Electronic – How to design this pull up without wasting current/performance

h-bridgemosfetpullup

I want to move the low side enable switch of my H-bridge onto the high side, because for safety reasons it's better to turn off the tap than plug the drain. I'm powering a 24V, 35W BLDC, so it's nothing too serious. Rather than adding a 36V supply to my board only to drive a high side NFET, I decided to go with a PFET, however its logic is inverted, and I want the H bridge to turn off in the event the enable line de-energizes. That way, it fails safely.

This is the design I came up with:

enter image description here

The transistor is by default off unless an enable signal is applied to Q2. If Enable should droop or get disconnected, the H bridge will be disabled.

The issue is that since the H-bridge will be on most of the time, there will be a current through R1 to ground. Since I don't want to waste my battery, is there any way I can pick a large R1 to minimize that current, without trashing the gate drive of Q1?

Best Answer

One way would be to add a CMOS buffer driving stage. If you have small but high voltage transistors/mosfets in an inverter setup driving the main PMOS, there will be virtually no ON or OFF current, only transition current. The buffer cmos transistors will have a much smaller gate area than your main PMOS and therefore won't take nearly as much current to turn on and off. In that way, you'll be able to use a much larger driving resistor for the input stage while still achieving the same performance.

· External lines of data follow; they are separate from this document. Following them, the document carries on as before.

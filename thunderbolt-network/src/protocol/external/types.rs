//! Newtype wrappers for the primitive types that cross the wire.

use bitflags::bitflags;
use rand::{thread_rng, Rng};

use thunderbolt_chain::{
    parameters::Network, SerializationError, ThunderboltDeserialize, ThunderboltSerialize,
};

/// The network magic prefixing every message envelope.
#[derive(Copy, Clone, Eq, PartialEq)]
pub struct Magic(pub [u8; 4]);

impl std::fmt::Debug for Magic {
    fn fmt(&self, f: &mut std::fmt::Formatter) -> std::fmt::Result {
        f.debug_tuple("Magic").field(&hex::encode(&self.0)).finish()
    }
}

impl From<Network> for Magic {
    /// Get the magic value associated to the `Network`.
    fn from(network: Network) -> Self {
        match network {
            Network::Mainnet => Magic([0xf9, 0x74, 0x62, 0x74]),
            Network::Testnet => Magic([0x0b, 0x74, 0x62, 0x74]),
        }
    }
}

/// A protocol version number.
#[derive(Copy, Clone, Debug, Eq, PartialEq, Ord, PartialOrd)]
pub struct ProtocolVersion(pub u32);

impl ThunderboltSerialize for ProtocolVersion {
    fn thunderbolt_serialize<W: std::io::Write>(&self, target: W) -> Result<(), std::io::Error> {
        self.0.thunderbolt_serialize(target)
    }
}

impl ThunderboltDeserialize for ProtocolVersion {
    fn thunderbolt_deserialize<R: std::io::Read>(
        reader: R,
    ) -> Result<Self, SerializationError> {
        Ok(ProtocolVersion(u32::thunderbolt_deserialize(reader)?))
    }
}

/// A nonce used in the networking layer to identify messages.
///
/// Each `version` message carries a fresh one so a node can notice it
/// has connected to itself, and each `ping` carries one so the matching
/// `pong` can be verified.
#[derive(Copy, Clone, Debug, Eq, PartialEq, Hash)]
pub struct Nonce(pub u64);

impl Default for Nonce {
    fn default() -> Self {
        let mut rng = thread_rng();
        Self(rng.gen())
    }
}

impl ThunderboltSerialize for Nonce {
    fn thunderbolt_serialize<W: std::io::Write>(&self, target: W) -> Result<(), std::io::Error> {
        self.0.thunderbolt_serialize(target)
    }
}

impl ThunderboltDeserialize for Nonce {
    fn thunderbolt_deserialize<R: std::io::Read>(
        reader: R,
    ) -> Result<Self, SerializationError> {
        Ok(Nonce(u64::thunderbolt_deserialize(reader)?))
    }
}

bitflags! {
    /// The services advertised by a node.
    #[derive(Default)]
    pub struct PeerServices: u64 {
        /// NODE_NETWORK means this node can serve full blocks.
        const NODE_NETWORK = 1;
    }
}

impl ThunderboltSerialize for PeerServices {
    fn thunderbolt_serialize<W: std::io::Write>(&self, target: W) -> Result<(), std::io::Error> {
        self.bits().thunderbolt_serialize(target)
    }
}

impl ThunderboltDeserialize for PeerServices {
    fn thunderbolt_deserialize<R: std::io::Read>(
        reader: R,
    ) -> Result<Self, SerializationError> {
        // Unknown service bits from newer peers are kept, not rejected.
        Ok(PeerServices::from_bits_truncate(u64::thunderbolt_deserialize(reader)?))
    }
}

#[cfg(test)]
mod tests {
    use super::*;

    #[test]
    fn networks_have_distinct_magics() {
        assert_ne!(Magic::from(Network::Mainnet), Magic::from(Network::Testnet));
    }

    #[test]
    fn fresh_nonces_differ() {
        assert_ne!(Nonce::default(), Nonce::default());
    }
}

The setup should be something like this:

schematic

simulate this circuit – Schematic created using CircuitLab

The reason for two cmos inverters is to maintain the state of input low = output off rather than input low = output high.

The Zener's are added to prevent the Vgs's of the MOS's from getting too high.

Alternately, you could just add a Zener. It would eliminate the high voltage on the PMOS gate source voltage. When the input is high, you'll get a significant reduction in current because you'll only have (Vdd-Vzener)/R rather than Vdd/R. This will be balanced with the reduction in voltage swing you need to turn on/off the PMOS.